Although a registered Democrat, Osthus likes to learn about the full range of political perspectives, and she regularly engages in local issues that matter to her community. As Viva, she has been called an international touring advocate for strippers' rights. Under the alter ego 'Lila Hamilton', she testified before the Portland City Council and engaged city commissioner Jim Francesconi in impromptu debate about the potential consequences of a proposed municipal plan that would make the identities of sex workers public record.

Osthus has struggled with clinical depression throughout her life and began taking antidepressants as a teenager. As of 2017, she has discontinued antidepressants in favor of diet, exercise and talk therapy.

As of 2023, Osthus attended the Tabor Heights United Methodist Church in Portland's Mt. Tabor neighborhood and sang in the choir. Although she hesitates to call herself Christian, Osthus describes her background as "culturally Lutheran" and extols the virtues of "casseroles, forgiveness, hymns" as well as a personal calling for social work she believes Lutheranism instilled.
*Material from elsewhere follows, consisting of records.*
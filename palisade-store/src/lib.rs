// SPDX-License-Identifier: MIT OR Apache-2.0

//! Interfaces and implementations of persistence layers for palisade access
//! state.
//!
//! Four storage concerns are covered, each behind its own trait so that a
//! durable backend can be slotted in per concern:
//!
//! - [`GrantStore`] — the assignment store. A bipartite relation
//!   `(assigner, assignee, project)` maintained as two co-updated indices:
//!   `assignee -> projects` (who may access what) and
//!   `assigner -> project -> assignees` (who granted what, the audit
//!   trail). Every mutation updates both indices as a single atomic unit;
//!   partial updates are a correctness bug, not a degraded state.
//! - [`AnnotationStore`] — free-text targets and skill levels attached to
//!   users. Independent annotations, not access-control facts.
//! - [`StatusStore`] — manual project status overrides.
//! - [`DirectoryStore`] — the user/project registry. Written by the
//!   external CRUD layer, read by the engine.
//!
//! An in-memory implementation is provided in the form of a
//! [`MemoryStore`] which implements all four traits. It is gated by the
//! `memory` feature flag and enabled by default.
#[cfg(feature = "memory")]
pub mod memory;
mod traits;

#[cfg(feature = "memory")]
pub use memory::MemoryStore;
pub use traits::{AnnotationStore, DirectoryStore, GrantStore, StatusStore};
// SPDX-License-Identifier: MIT OR Apache-2.0

use std::fmt;

use serde::{Deserialize, Serialize};

use crate::identity::{ProjectId, Timestamp, UserId};

/// Lifecycle status of a project as shown in overview listings.
#[derive(Clone, Copy, Debug, Eq, Hash, PartialEq, PartialOrd, Ord, Serialize, Deserialize)]
#[serde(rename_all = "lowercase")]
pub enum ProjectStatus {
    /// No annotation work has happened yet.
    Active,

    /// Annotation work is in progress.
    Annotated,

    /// Every task has been finished.
    Completed,
}

impl fmt::Display for ProjectStatus {
    fn fmt(&self, f: &mut fmt::Formatter<'_>) -> fmt::Result {
        let s = match self {
            ProjectStatus::Active => "active",
            ProjectStatus::Annotated => "annotated",
            ProjectStatus::Completed => "completed",
        };

        write!(f, "{}", s)
    }
}

/// A project record as maintained by the external CRUD layer.
///
/// The engine only reasons about ownership and progress counters; project
/// content (tasks, annotations) is out of scope.
#[derive(Clone, Debug, PartialEq, Serialize, Deserialize)]
pub struct Project {
    pub id: ProjectId,
    pub title: String,
    pub created_by: UserId,
    pub created_at: Timestamp,
    pub task_count: u64,
    pub finished_task_count: u64,
    pub annotation_count: u64,
}

impl Project {
    /// Status derived from the progress counters alone.
    pub fn derived_status(&self) -> ProjectStatus {
        if self.task_count > 0 && self.finished_task_count >= self.task_count {
            ProjectStatus::Completed
        } else if self.annotation_count > 0 || self.finished_task_count > 0 {
            ProjectStatus::Annotated
        } else {
            ProjectStatus::Active
        }
    }
}

/// The status shown for a project: a manual override always wins over the
/// derived status and persists until explicitly cleared.
pub fn displayed_status(project: &Project, manual: Option<ProjectStatus>) -> ProjectStatus {
    manual.unwrap_or_else(|| project.derived_status())
}

#[cfg(test)]
mod tests {
    use crate::identity::{ProjectId, UserId};

    use super::{Project, ProjectStatus, displayed_status};

    fn project(task_count: u64, finished: u64, annotations: u64) -> Project {
        Project {
            id: ProjectId(1),
            title: "Street scenes".to_string(),
            created_by: UserId(1),
            created_at: 0,
            task_count,
            finished_task_count: finished,
            annotation_count: annotations,
        }
    }

    #[test]
    fn derived_status_rules() {
        assert_eq!(project(0, 0, 0).derived_status(), ProjectStatus::Active);
        assert_eq!(project(10, 0, 0).derived_status(), ProjectStatus::Active);
        assert_eq!(project(10, 0, 3).derived_status(), ProjectStatus::Annotated);
        assert_eq!(project(10, 4, 0).derived_status(), ProjectStatus::Annotated);
        assert_eq!(project(10, 10, 12).derived_status(), ProjectStatus::Completed);
        assert_eq!(project(10, 12, 12).derived_status(), ProjectStatus::Completed);
        // A project without tasks is never complete, even with annotations.
        assert_eq!(project(0, 0, 5).derived_status(), ProjectStatus::Annotated);
    }

    #[test]
    fn manual_status_wins_over_derived() {
        let mut p = project(10, 10, 10);
        assert_eq!(
            displayed_status(&p, Some(ProjectStatus::Active)),
            ProjectStatus::Active
        );

        // Counters drop below completion: the override persists.
        p.finished_task_count = 2;
        assert_eq!(
            displayed_status(&p, Some(ProjectStatus::Completed)),
            ProjectStatus::Completed
        );
        assert_eq!(displayed_status(&p, None), ProjectStatus::Annotated);
    }
}
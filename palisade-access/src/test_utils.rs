// SPDX-License-Identifier: MIT OR Apache-2.0

//! Fixtures shared by engine tests.
use std::collections::BTreeSet;

use palisade_core::{Project, ProjectId, RoleId, User, UserId};
use palisade_store::{DirectoryStore, MemoryStore};

/// Install a global tracing subscriber honouring `RUST_LOG`.
///
/// Repeated calls are fine; only the first installation wins.
pub fn setup_tracing() {
    let _ = tracing_subscriber::fmt()
        .with_env_filter(tracing_subscriber::EnvFilter::from_default_env())
        .with_test_writer()
        .try_init();
}

/// A user record with the given role identifiers and no creation scope.
pub fn test_user(id: UserId, roles: &[RoleId]) -> User {
    User {
        id,
        email: format!("user-{}@example.org", id.0),
        display_name: format!("User {}", id.0),
        roles: BTreeSet::from_iter(roles.iter().copied()),
        created_by: None,
        last_activity: 1_700_000_000,
        date_joined: 1_690_000_000,
    }
}

/// A fresh project with zeroed progress counters.
pub fn test_project(id: ProjectId, created_by: UserId) -> Project {
    Project {
        id,
        title: format!("Project {}", id.0),
        created_by,
        created_at: 1_695_000_000,
        task_count: 0,
        finished_task_count: 0,
        annotation_count: 0,
    }
}

/// A memory store pre-populated with the given users and projects.
pub fn test_directory(users: Vec<User>, projects: Vec<Project>) -> MemoryStore {
    let mut store = MemoryStore::new();
    for user in users {
        store.upsert_user(user).expect("insert user fixture");
    }
    for project in projects {
        store.upsert_project(project).expect("insert project fixture");
    }
    store
}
While contending religion has caused more pain than comfort, she sang a traditional hymn at her first book release celebration and has continually praised the legacy of Jesus, Martin Luther, and, especially, her pastor father. His non-judgemental, all-welcoming approach regularly draws her admiration. "We're a love-based religion," he told the Duluth News Tribune when appointed "bridge pastor" of three newly combined congregations. "Lutherans are the lovingest bunch of people."

Although Osthus' father disapproves of her chosen profession, she views him as a clear inspiration nonetheless and insists at the end of the day, their jobs aren't all that different. "I'm following in his footsteps as a preacher," she told Willamette Week about her stagework at Mary's Club. "Growing up, I saw how much hope he could give [and] I like to think I'm doing the same."